Interestingly, minimum UES pressure increased as bolus volume increased. It is important to note that this increase only approached zero, with all average minimum UES pressures recorded below atmospheric pressure and thus as a negative number. Dantas et al. found a similar positive correlation between minimum UES pressure and bolus volume, though all pressures were greater than zero.14
The negative UES pressure is thought to be generated in part by laryngeal elevation and serves to move a bolus into the esophagus. It is possible that with larger bolus volumes, less negative pressure at the bolus head is needed as the positive pressure at the bolus tail and increased opening duration are sufficient for the bolus to traverse the pharynx. However, we are recording a complex event in which bolus volume changes appear to be accommodated for primarily with prolonged duration of low pressure at the UES, yet complete accommodation is lacking, leading to the measured increase in minimum pressure during bolus transport through the UES.

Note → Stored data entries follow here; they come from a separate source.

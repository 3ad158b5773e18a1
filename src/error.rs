use thiserror::Error;

pub type Result<T> = std::result::Result<T, Error>;

#[derive(Error, Debug)]
pub enum Error {
    #[error("Configuration error: {0}")]
    Config(String),

    #[error("Provider error: {0}")]
    Provider(String),

    #[error("HTTP error: {0}")]
    Http(#[from] axum::Error),

    #[error("Serialization error: {0}")]
    Serialization(#[from] serde_json::Error),

    #[error("YAML error: {0}")]
    Yaml(#[from] serde_yaml::Error),

    #[error("IO error: {0}")]
    Io(#[from] std::io::Error),

    #[error("Network error: {0}")]
    Network(#[from] reqwest::Error),

    #[error("Address parse error: {0}")]
    AddrParse(#[from] std::net::AddrParseError),
}

impl Error {
    pub fn config(msg: impl Into<String>) -> Self {
        Self::Config(msg.into())
    }

    pub fn provider(msg: impl Into<String>) -> Self {
        Self::Provider(msg.into())
    }
}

Two aspects of this study will be the subject of future investigations seeking to improve HRM analysis. First, while the measurement of regional maximum pressure can provide valuable information on swallowing physiology and can readily be compared to previous studies, it does not utilize the full potential of the HRM multi-sensory array. Analyzing pressure patterns, rather than simply pressure values, may provide a more comprehensive evaluation of the pharyngeal swallow. Second, the pressures measured in this study were likely a result of luminal closure and may not necessarily represent bolus driving forces. Measuring bolus driving forces would require implementation of a bulb sensor as in Pouderoux et al.,25
simultaneous HRM and videofluoroscopy, and further evaluation of pressure gradients, which are the force underlying bolus propulsion.
Knowledge of how swallowing physiology changes with varying bolus conditions can be used during swallowing therapy and rehabilitation. At larger volumes, the pattern of greater velopharyngeal pressure, less tongue base pressure, and increased duration of UES opening is characteristic of typical swallowing. Therefore, changing bolus size may alter physiology in ways that can compensate for or exacerbate deficits. Although this strategy is already employed in routine therapy, these data provide further evidence for its use. This preliminary HRM study provides some new insights and confirms results of prior studies yet leaves many questions unanswered. Additional studies using simultaneous videofluoroscopy or electromyography could address many of these basic and clinically important questions.